23 abr, 2021
O Tribunal Constitucional da Alemanha deu “luz verde” à bazuca europeia. Não foi uma decisão inesperada, mas foi mais rápida do que se contava. Uma excelente notícia para Portugal e para a UE. Recorde-se que estava sobretudo em jogo o financiamento dessa bazuca: emissão de títulos pela Comissão Europeia, algo que se aproxima da comunitarização da dívida pública. As emissões já realizadas mostram uma boa aceitação desses títulos pelos mercados. A pandemia não trouxe apenas inconvenientes e dramas...
Da Alemanha também vieram indicações políticas. A sucessão de Merkel dividiu os democratas-cristãos. A CDU-CSU escolheu como futuro candidato a chanceler (primeiro-ministro) um político próximo de Merkel, mas com fraco carisma, Amin Laschet. Na corrida estava também o líder do partido democrata-cristão da Baviera (CSU), Markus Soeder, situado um pouco mais à direita da linha centrista que Merkel seguiu.
Mas quem nesta altura vai à frente nas sondagens para as eleições gerais de setembro na RFA é o partido dos Verdes. Este partido já teve, há vinte anos, um ministro dos Negócios Estrangeiros muito popular (mas não populista) e altamente apreciado na UE: Joschka Fischer, vice-chanceler do socialista Gerhard Schroeder. Agora, em segundo lugar nas sondagens aparece a CDU-CSU, relegando para terceiro os socialistas.
Os dirigentes dos Verdes são gente nova e europeísta (como era J. Fischer). O candidato dos Verdes para suceder a Merkel como chanceler (primeiro-ministro) é uma mulher de 31 anos, Annalena Baerbock.
Contrariamente à posição de Merkel, os Verdes alemães estão contra o gasoduto Nord Stream 2, diretamente da Rússia para o norte da Alemanha, um ponto de fricção com vários parceiros da UE e com os EUA, pela maior dependência de Putin que esse gasoduto significa. E encontra-se numa fase difícil e perigosa o relacionamento da UE e dos EUA com a Rússia de Putin. Dezenas de milhares de militares russos, fortemente equipados, foram deslocados para a fronteira Leste da Ucrânia.

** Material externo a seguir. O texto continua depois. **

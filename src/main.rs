//! Stormlab CLI — headless runner for the drainage network simulation engine

use clap::Parser;
use stormlab_core::network;
use stormlab_core::project::Project;
use stormlab_core::router::{self, NodeResult};
use std::fs;
use std::path::PathBuf;
use std::process;

#[derive(Parser)]
#[command(name = "stormlab-cli")]
#[command(version = "0.1.0")]
#[command(about = "Stormwater drainage network simulation", long_about = None)]
struct Cli {
    /// Path to the project JSON file
    project: PathBuf,

    /// Rainfall event id to simulate (defaults to the first event in the project)
    #[arg(long, value_name = "ID")]
    event: Option<String>,

    /// Emit results as JSON instead of a human-readable summary (omits full hydrographs)
    #[arg(long)]
    json: bool,

    /// Validate the project only; don't run a simulation
    #[arg(long)]
    validate: bool,
}

fn main() {
    let cli = Cli::parse();

    if let Err(message) = run(cli) {
        eprintln!("Error: {}", message);
        process::exit(1);
    }
}

fn run(cli: Cli) -> Result<(), String> {
    println!("Loading project from {}...", cli.project.display());
    let json = fs::read_to_string(&cli.project)
        .map_err(|e| format!("failed to read {}: {}", cli.project.display(), e))?;
    let project: Project =
        serde_json::from_str(&json).map_err(|e| format!("failed to parse project JSON: {}", e))?;

    let findings = network::validate(&project);
    if cli.validate {
        if findings.is_empty() {
            println!("Project is valid: {} nodes, {} links, {} events", project.nodes.len(), project.links.len(), project.events.len());
            return Ok(());
        } else {
            for finding in &findings {
                eprintln!("  - {}", finding);
            }
            return Err(format!("{} validation issue(s) found", findings.len()));
        }
    }
    if !findings.is_empty() {
        eprintln!("Warning: project has {} validation issue(s):", findings.len());
        for finding in &findings {
            eprintln!("  - {}", finding);
        }
    }

    let event_id = match &cli.event {
        Some(id) => id.clone(),
        None => project
            .events
            .first()
            .map(|e| e.id.clone())
            .ok_or_else(|| "project has no rainfall events".to_string())?,
    };

    println!("Running simulation for event '{}'...", event_id);
    let result = router::run_simulation(&project, &event_id).map_err(|e| e.to_string())?;

    if cli.json {
        print_json(&result)?;
    } else {
        print_summary(&project, &result.nodes);
    }

    Ok(())
}

fn print_json(result: &router::SimulationResult) -> Result<(), String> {
    // Omit full hydrograph arrays from the JSON payload per the CLI's contract.
    #[derive(serde::Serialize)]
    struct Row<'a> {
        #[serde(rename = "nodeId")]
        node_id: &'a str,
        #[serde(rename = "peakOutflow")]
        peak_outflow: f64,
        #[serde(rename = "peakOutflowTime")]
        peak_outflow_time: f64,
        volume: f64,
        #[serde(rename = "peakInflow", skip_serializing_if = "Option::is_none")]
        peak_inflow: Option<f64>,
        #[serde(rename = "peakStage", skip_serializing_if = "Option::is_none")]
        peak_stage: Option<f64>,
        #[serde(rename = "peakStorage", skip_serializing_if = "Option::is_none")]
        peak_storage: Option<f64>,
    }
    #[derive(serde::Serialize)]
    struct Output<'a> {
        #[serde(rename = "eventId")]
        event_id: &'a str,
        nodes: Vec<Row<'a>>,
    }

    let mut nodes: Vec<Row> = result
        .nodes
        .values()
        .map(|r| Row {
            node_id: &r.node_id,
            peak_outflow: r.peak_outflow,
            peak_outflow_time: r.peak_outflow_time,
            volume: r.volume,
            peak_inflow: r.peak_inflow,
            peak_stage: r.peak_stage,
            peak_storage: r.peak_storage,
        })
        .collect();
    nodes.sort_by(|a, b| a.node_id.cmp(b.node_id));

    let output = Output {
        event_id: &result.event_id,
        nodes,
    };
    let text = serde_json::to_string_pretty(&output).map_err(|e| e.to_string())?;
    println!("{}", text);
    Ok(())
}

fn print_summary(project: &Project, results: &std::collections::HashMap<String, NodeResult>) {
    println!(
        "{:<20} {:>12} {:>10} {:>12} {:>12}",
        "Node", "Peak (cfs)", "Tp (hr)", "Vol (ac-ft)", "Stage (ft)"
    );
    for node in &project.nodes {
        if let Some(result) = results.get(&node.id) {
            let stage = result
                .peak_stage
                .map(|s| format!("{:.2}", s))
                .unwrap_or_else(|| "-".to_string());
            println!(
                "{:<20} {:>12.1} {:>10.2} {:>12.2} {:>12}",
                node.name, result.peak_outflow, result.peak_outflow_time, result.volume, stage
            );
        }
    }
}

Para Portugal é importante começar quanto antes a receber os fundos europeus. Não é um acaso termos sido o primeiro país da UE a apresentar em Bruxelas o Plano de Recuperação e Resiliência. A crise económica e social desencadeada pela pandemia no nosso país é de difícil e lenta recuperação, porque a nossa dívida pública é muito alta e porque os bons resultados nas contas externas dos anos anteriores à pandemia ficaram a dever-se em grande parte ao turismo estrangeiro, que agora desceu para quase zero. Ora estão a acentuar-se os grandes “buracos” financeiros que vão absorver muito dinheiro dos contribuintes: TAP (1.320 milhões de euros de prejuízos no quarto trimestre de 2020, o maior prejuízo de sempre), Novo Banco, falências de inúmeras empresas após terminadas as moratórias, etc.
Felizmente que uma intervenção do Presidente da República, reclamando a criminalização do enriquecimento ilícito, problema que já se discute há muitos anos sem que se avance para medidas concretas, eficazes e constitucionais, veio desbloquear este impasse. Agora todos, incluindo o PS, dizem querer legislar a sério sobre o assunto.
Para esta viragem muito contribuiu uma proposta da Associação Sindical dos Juízes Portugueses, considerando necessária uma alteração da lei do exercício de funções por titulares de cargos políticos e altos cargos públicos, publicada em julho de 2019. A alteração visa a que o crime de ocultação de riqueza seja efetivamente investigado e punido. A proposta rejeita até a designação de “enriquecimento ilícito” ou “enriquecimento injustificado”, já que estes remetem para “normas inconstitucionais”.
A verdade é que muitas propostas anteriores, vindas nomeadamente de advogados, também excluíam inconstitucionalidades. Mas os partidos, nomeadamente o PS, não se interessaram em pegar nessas sugestões. Agora, porém, não conseguiram alhear-se do assunto. Mais vale tarde do que nunca. É provável que o trauma causado pela decisão instrutória do juiz Ivo Rosa, na sequência da “Operação Marquês”, também tenha influenciado este súbito interesse político-partidário quanto ao enriquecimento ilícito.